車が止まった。運送業のワゴンで、30代後半くらいの運転手が降りて、声をかけてきた。
「どうしたの」この運転手には、僕がホームレス狩りか何かに見えたのだろうか。
「ここで倒れていたんです。ひょっとして脳硬塞かなにか――」
「大丈夫だよ、だーいじょうぶなんだ」老人は歌うように言った。ゆっくりと身を起こすようなそぶりを見せる。いま病気に襲われたわけではなく、左半身の不自由さは後遺症のようだった。
「大丈夫だね」運転手はそう言って、そのまま去っていった。
老人は立ち上がると道路ぎわからゆっくりと歩き、壁を背にして僕に向き直った。身長は160半ば。思ったよりは高い。背筋が少し曲がっていることを考えればもっと高かったはずだ。
「俺はな、刑事だったんだ」いきなり何を言い出すんだこの人は。「新宿署の刑事だったんだぞ」
「ボクサーじゃなかったんですか」
「新宿署だ」彼は僕を見上げながら、あくまでも強気そうに言った。「何人も知り合いがいるんだぞ。新宿署の刑事をだれか知ってるか」
「……いえ」ミステリに出てくる新宿署の刑事は知っているが、もちろんそんなことは言わない。「えーと、新宿と言えば、僕は大久保あたりの生まれでして」
なにげなく付け加えた一言だったが、老人は喜色めいた。欠けた前歯を覗かせながら、「大久保?」と繰り返す。
「ええ、新宿区大久保」
「そうか、ほら、これ」そう言って取り出したのは期限の切れた免許証。そこには新宿区大久保とある。「大久保か」
老人は僕の手を取り、「大久保か」と繰り返した。握手をするその手はがっしりとしていて、ボクサーではないだろうが、肉体労働に従事していたことをうかがわせた。
「呑みにいこう」
「はい?」
「呑みにいこう。驕るから」
僕の手を離さず呑みにいこうと繰り返しながら、身体はすでに繁華街のほうに向いている。この豹変ぶりはどうしたことだろうか。

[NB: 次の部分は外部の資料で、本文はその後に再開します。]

//! # Database Migrations
//!
//! Embedded SQL migrations for AudioBook Nexus.
//!
//! ## How Migrations Work
//! ```text
//! ┌─────────────────────────────────────────────────────────────────────────┐
//! │                      Migration Process                                  │
//! │                                                                         │
//! │  Storefront startup                                                     │
//! │       │                                                                 │
//! │       ▼                                                                 │
//! │  Check _sqlx_migrations table (create if missing)                       │
//! │       │                                                                 │
//! │       ▼                                                                 │
//! │  Compare embedded migrations vs applied                                 │
//! │       │                                                                 │
//! │       └── 001_snapshots.sql   ⬜ (runs once, then recorded)             │
//! │       │                                                                 │
//! │       ▼                                                                 │
//! │  Storefront continues startup                                           │
//! └─────────────────────────────────────────────────────────────────────────┘
//! ```
//!
//! ## Adding New Migrations
//!
//! 1. Create a new file in `migrations/sqlite/` with the next sequence number
//! 2. Name format: `NNN_description.sql`
//! 3. **NEVER** modify existing migrations - always add new ones

use sqlx::SqlitePool;
use tracing::info;

use crate::error::DbResult;

/// Embedded migrations from the workspace `migrations/sqlite` directory.
static MIGRATOR: sqlx::migrate::Migrator = sqlx::migrate!("../../migrations/sqlite");

/// Runs all pending database migrations.
///
/// Idempotent: already-applied migrations are skipped by checksum.
pub async fn run_migrations(pool: &SqlitePool) -> DbResult<()> {
    info!("Checking for pending migrations");

    MIGRATOR.run(pool).await?;

    info!("All migrations applied successfully");
    Ok(())
}

/// Returns `(total_migrations, applied_migrations)` for diagnostics.
pub async fn migration_status(pool: &SqlitePool) -> DbResult<(usize, usize)> {
    let total = MIGRATOR.migrations.len();

    let applied: i64 = sqlx::query_scalar("SELECT COUNT(*) FROM _sqlx_migrations")
        .fetch_one(pool)
        .await
        .unwrap_or(0);

    Ok((total, usize::try_from(applied).unwrap_or(0)))
}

「あのですね、僕は未成年でして」それに山岡士郎でもない。
「なんだ君は、中学生か」
「いちおう大学生ですが」
「大学生は酒を飲めないのか」
「呑めないことはありませんが、まあ呑まないほうがいいでしょうね」じっさい僕は飲酒も喫煙もしないのである。
「そうか」老人は僕の手をもういちど堅く握ると、それでも嬉しそうにうなずき、先ほどまでとはうって変わった様子で歩き去っていった。
胸さえ張っているようだった。
余計なことをしたのかもしれない。
その時、そう思わずにはいられなかった。これは僕の勝手な想像でしかないが、彼は人間なみに扱われたことを喜んだのではないか。最初のかたくなな態度が、彼なりの防御の仕方だったとしたら、僕はうっかりそれを解いてしまったことになる。無防備になった彼を傷つけるような態度や言葉が再び向けられたら、そのダメージの大きさはどうなるだろう。
握手の感触を右手に残しながら、僕は踵を返した。
(最後までつきあうつもりもないのに、いたずらに手を差し伸べるなんて、ずいぶん無責任じゃないか?)
僕の善意は、そう言って僕を非難した。